Du reste, le largo qu'on nous exécuta était d'un tout autre caractère:
solennel dans le début, où retentissent les trilles mordants du hautbois
et où s'élance comme une fusée la gamme ascendante de tout l'orchestre;
d'une angélique suavité dans la réponse de l'orgue; implacablement
rythmé dans cette descente des instruments à cordes que les archets
raclent alors avec une si brutale franchise; et, parmi ces inspirations
diverses qui reparaissent tour à tour, plein d'une mystérieuse rêverie. Il
est singulier que la musique puisse nous émouvoir autant sans que nous
sachions le moins du monde de quoi elle nous entretient.
Le choeur se leva, et, après un court récit du ténor, il entonna une
lamentation inouïe, qui est peut-être ce qu'il y a de plus sublime dans
l'ouvrage entier.
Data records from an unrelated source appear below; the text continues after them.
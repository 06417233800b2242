use serde_json::{json, Value};
use unreal_script_graph::error::{Error, ResolveError};
use unreal_script_graph::kismet::KismetExpression;
use unreal_script_graph::ScriptAst;

fn build(bytecode: &[Value]) -> ScriptAst {
    let mut ast = ScriptAst::new("TestScript", bytecode).expect("Failed to serialize");
    ast.resolve().expect("Failed to resolve");
    ast
}

fn pop_addr(ast: &ScriptAst, index: usize) -> Option<usize> {
    match &ast.node(index).expect("Missing statement").expr {
        KismetExpression::ExPopExecutionFlow(pop) => pop.pop_addr,
        KismetExpression::ExPopExecutionFlowIfNot(pop) => pop.pop_addr,
        other => panic!("Statement {index} is not a pop: {other:?}"),
    }
}

#[test]
fn test_empty_bytecode() {
    let ast = build(&[]);

    assert!(ast.script_nodes().is_empty());
    assert!(ast.link_list().is_empty());
    assert!(ast.entrypoints().is_empty());
    assert!(!ast.is_ubergraph());
}

#[test]
fn test_lone_end_of_script() {
    let ast = build(&[json!({"StatementIndex": 0, "Inst": "EX_EndOfScript"})]);

    assert_eq!(ast.script_nodes().len(), 1);
    assert!(ast.link_list().is_empty());
    assert_eq!(ast.entrypoints(), [0].into());

    let (nodes, edges) = ast.subgraph(0).expect("Failed to extract");
    assert_eq!(nodes.len(), 1);
    assert!(edges.is_empty());
}

#[test]
fn test_linear_pair() {
    let ast = build(&[
        json!({"StatementIndex": 0, "Inst": "EX_Nothing"}),
        json!({"StatementIndex": 1, "Inst": "EX_EndOfScript"}),
    ]);

    assert_eq!(ast.script_nodes().len(), 2);
    assert_eq!(*ast.link_list(), [(0, 1)].into());
    assert_eq!(ast.entrypoints(), [0].into());
    assert!(!ast.is_ubergraph());
}

#[test]
fn test_statement_indices_match_keys() {
    let ast = build(&[
        json!({"StatementIndex": 0, "Inst": "EX_Nothing"}),
        json!({"StatementIndex": 1, "Inst": "EX_Nothing"}),
        json!({"StatementIndex": 2, "Inst": "EX_EndOfScript"}),
    ]);

    for (index, stmt) in ast.script_nodes() {
        assert_eq!(*index, stmt.index);
    }
}

#[test]
fn test_unconditional_backward_jump() {
    let ast = build(&[
        json!({"StatementIndex": 0, "Inst": "EX_Nothing"}),
        json!({
            "StatementIndex": 1,
            "Inst": "EX_Jump",
            "CodeOffset": 0,
            "ObjectPath": "/Game/Test.Test"
        }),
        json!({"StatementIndex": 2, "Inst": "EX_EndOfScript"}),
    ]);

    // no fall-through out of the jump, so 2 keeps no incoming links
    assert_eq!(*ast.link_list(), [(0, 1), (1, 0)].into());
    assert_eq!(ast.entrypoints(), [2].into());
}

#[test]
fn test_conditional_jump() {
    let ast = build(&[
        json!({
            "StatementIndex": 0,
            "Inst": "EX_JumpIfNot",
            "CodeOffset": 2,
            "ObjectPath": "/Game/Test.Test",
            "BooleanExpression": {"Inst": "EX_True"}
        }),
        json!({
            "StatementIndex": 1,
            "Inst": "EX_Return",
            "Expression": {"Inst": "EX_Nothing"}
        }),
        json!({"StatementIndex": 2, "Inst": "EX_EndOfScript"}),
    ]);

    // the conditional jump keeps its fall-through next to the jump link
    assert_eq!(*ast.link_list(), [(0, 1), (0, 2), (1, 2)].into());
    assert_eq!(ast.entrypoints(), [0].into());
}

#[test]
fn test_push_pop_pair() {
    let ast = build(&[
        json!({
            "StatementIndex": 0,
            "Inst": "EX_PushExecutionFlow",
            "PushingAddress": 2,
            "ObjectPath": "/Game/Test.Test"
        }),
        json!({"StatementIndex": 1, "Inst": "EX_PopExecutionFlow"}),
        json!({"StatementIndex": 2, "Inst": "EX_Nothing"}),
        json!({"StatementIndex": 3, "Inst": "EX_EndOfScript"}),
    ]);

    assert!(ast.not_entrypoints().contains(&2));
    assert_eq!(pop_addr(&ast, 1), Some(2));
    assert!(ast.link_list().contains(&(1, 2)));
    assert_eq!(ast.entrypoints(), [0].into());
}

#[test]
fn test_resolver_is_idempotent() {
    let mut ast = ScriptAst::new(
        "TestScript",
        &[
            json!({
                "StatementIndex": 0,
                "Inst": "EX_PushExecutionFlow",
                "PushingAddress": 2,
                "ObjectPath": "/Game/Test.Test"
            }),
            json!({"StatementIndex": 1, "Inst": "EX_PopExecutionFlow"}),
            json!({"StatementIndex": 2, "Inst": "EX_Nothing"}),
            json!({"StatementIndex": 3, "Inst": "EX_EndOfScript"}),
        ],
    )
    .expect("Failed to serialize");

    ast.resolve().expect("Failed to resolve");
    let links = ast.link_list().clone();
    let resolved = pop_addr(&ast, 1);

    ast.resolve().expect("Failed to resolve again");
    assert_eq!(*ast.link_list(), links);
    assert_eq!(pop_addr(&ast, 1), resolved);
}

#[test]
fn test_entrypoints_have_no_incoming_links() {
    let ast = build(&[
        json!({"StatementIndex": 0, "Inst": "EX_Nothing"}),
        json!({
            "StatementIndex": 1,
            "Inst": "EX_Jump",
            "CodeOffset": 0,
            "ObjectPath": "/Game/Test.Test"
        }),
        json!({"StatementIndex": 2, "Inst": "EX_EndOfScript"}),
    ]);

    for entrypoint in ast.entrypoints() {
        assert!(ast.incoming(entrypoint).is_empty());
    }
}

#[test]
fn test_subgraph_of_entrypoint_zero_is_whole_graph() {
    let ast = build(&[
        json!({"StatementIndex": 0, "Inst": "EX_Nothing"}),
        json!({"StatementIndex": 1, "Inst": "EX_EndOfScript"}),
    ]);

    let (nodes, edges) = ast.subgraph(0).expect("Failed to extract");
    assert_eq!(nodes.len(), ast.script_nodes().len());
    assert_eq!(edges, *ast.link_list());
}

#[test]
fn test_computed_jump_ubergraph() {
    let ast = build(&[
        json!({
            "StatementIndex": 0,
            "Inst": "EX_PushExecutionFlow",
            "PushingAddress": 4,
            "ObjectPath": "/Game/Test.Test"
        }),
        json!({
            "StatementIndex": 1,
            "Inst": "EX_ComputedJump",
            "OffsetExpression": {"Inst": "EX_IntConst", "Value": 0}
        }),
        json!({"StatementIndex": 2, "Inst": "EX_Nothing"}),
        json!({
            "StatementIndex": 3,
            "Inst": "EX_Jump",
            "CodeOffset": 1,
            "ObjectPath": "/Game/Test.Test"
        }),
        json!({"StatementIndex": 4, "Inst": "EX_PopExecutionFlow"}),
        json!({"StatementIndex": 5, "Inst": "EX_EndOfScript"}),
    ]);

    assert!(ast.is_ubergraph());
    assert_eq!(ast.cmptd_jump_index(), Some(1));
    assert!(ast.not_entrypoints().contains(&0));
    assert!(ast.not_entrypoints().contains(&4));
    assert_eq!(ast.entrypoints(), [2, 5].into());

    // extraction toward entrypoint 2 synthesizes the dispatch link (1, 2)
    let (nodes, edges) = ast.subgraph(2).expect("Failed to extract");
    let indices: Vec<usize> = nodes.iter().map(|n| n.index).collect();
    assert_eq!(indices, [1, 2, 3]);
    assert_eq!(edges, [(1, 2), (2, 3), (3, 1)].into());

    let (nodes, edges) = ast.subgraph(5).expect("Failed to extract");
    let indices: Vec<usize> = nodes.iter().map(|n| n.index).collect();
    assert_eq!(indices, [5]);
    assert!(edges.is_empty());
}

#[test]
fn test_subgraph_closure_is_a_fixed_point() {
    let ast = build(&[
        json!({
            "StatementIndex": 0,
            "Inst": "EX_PushExecutionFlow",
            "PushingAddress": 4,
            "ObjectPath": "/Game/Test.Test"
        }),
        json!({
            "StatementIndex": 1,
            "Inst": "EX_ComputedJump",
            "OffsetExpression": {"Inst": "EX_IntConst", "Value": 0}
        }),
        json!({"StatementIndex": 2, "Inst": "EX_Nothing"}),
        json!({
            "StatementIndex": 3,
            "Inst": "EX_Jump",
            "CodeOffset": 1,
            "ObjectPath": "/Game/Test.Test"
        }),
        json!({"StatementIndex": 4, "Inst": "EX_PopExecutionFlow"}),
        json!({"StatementIndex": 5, "Inst": "EX_EndOfScript"}),
    ]);

    let (nodes, _) = ast.subgraph(2).expect("Failed to extract");
    let indices: Vec<usize> = nodes.iter().map(|n| n.index).collect();
    for index in &indices {
        for (_, to) in ast.outgoing(*index, Some(2)).expect("Failed to get links") {
            assert!(indices.contains(&to));
        }
    }
}

#[test]
fn test_duplicate_computed_jump_is_fatal() {
    let result = ScriptAst::new(
        "TestScript",
        &[
            json!({
                "StatementIndex": 0,
                "Inst": "EX_ComputedJump",
                "OffsetExpression": {"Inst": "EX_IntConst", "Value": 0}
            }),
            json!({
                "StatementIndex": 1,
                "Inst": "EX_ComputedJump",
                "OffsetExpression": {"Inst": "EX_IntConst", "Value": 0}
            }),
        ],
    );

    assert!(matches!(
        result,
        Err(Error::Resolve(ResolveError::DuplicateComputedJump(0, 1)))
    ));
}

#[test]
fn test_backward_computed_jump_is_fatal() {
    let ast = build(&[
        json!({
            "StatementIndex": 0,
            "Inst": "EX_Jump",
            "CodeOffset": 3,
            "ObjectPath": "/Game/Test.Test"
        }),
        json!({"StatementIndex": 1, "Inst": "EX_Nothing"}),
        json!({
            "StatementIndex": 2,
            "Inst": "EX_Jump",
            "CodeOffset": 3,
            "ObjectPath": "/Game/Test.Test"
        }),
        json!({
            "StatementIndex": 3,
            "Inst": "EX_ComputedJump",
            "OffsetExpression": {"Inst": "EX_IntConst", "Value": 0}
        }),
        json!({"StatementIndex": 4, "Inst": "EX_EndOfScript"}),
    ]);

    // entrypoint 1 reaches the computed jump at 3, which may not dispatch
    // backwards to 1
    let result = ast.subgraph(1);
    assert!(matches!(
        result,
        Err(Error::Resolve(ResolveError::BackwardComputedJump(3, 1)))
    ));
}

#[test]
fn test_pop_with_empty_stack_is_fatal() {
    let mut ast = ScriptAst::new(
        "TestScript",
        &[
            json!({
                "StatementIndex": 0,
                "Inst": "EX_PopExecutionFlowIfNot",
                "BooleanExpression": {"Inst": "EX_True"}
            }),
            json!({"StatementIndex": 1, "Inst": "EX_EndOfScript"}),
        ],
    )
    .expect("Failed to serialize");

    let result = ast.resolve();
    assert!(matches!(
        result,
        Err(Error::Resolve(ResolveError::PopWithEmptyStack(0)))
    ));
}

#[test]
fn test_fall_through_stops_after_no_flow() {
    let ast = build(&[
        json!({
            "StatementIndex": 0,
            "Inst": "EX_PushExecutionFlow",
            "PushingAddress": 2,
            "ObjectPath": "/Game/Test.Test"
        }),
        json!({"StatementIndex": 1, "Inst": "EX_PopExecutionFlow"}),
        json!({"StatementIndex": 2, "Inst": "EX_Nothing"}),
        json!({"StatementIndex": 3, "Inst": "EX_EndOfScript"}),
    ]);

    // the pop at 1 does not fall through into 2; the only (1, 2) link is the
    // resolved pop link, and (2, 3) is the only other fall-through besides
    // (0, 1)
    assert_eq!(*ast.link_list(), [(0, 1), (1, 2), (2, 3)].into());
}

#[test]
fn test_missing_statement_index_is_fatal() {
    let result = ScriptAst::new("TestScript", &[json!({"Inst": "EX_Nothing"})]);
    assert!(result.is_err());
}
Elle fait penser au double choeur qui ouvre la grande
Passion de Bach, et qui me semble dépasser tout ce qui a été fait dans
la musique. La supériorité demeure à Bach, au double point de vue de
l'architecture, vertigineuse dans le portail de la Passion, et aussi de la
profondeur des sentiments; mais la supériorité de Bach n'est certes pas
écrasante, et peut-être fallait-il autant de génie--un génie tout autre,
mais aussi rare--pour écrire le choeur d'entrée d'_Israël en Égypte_.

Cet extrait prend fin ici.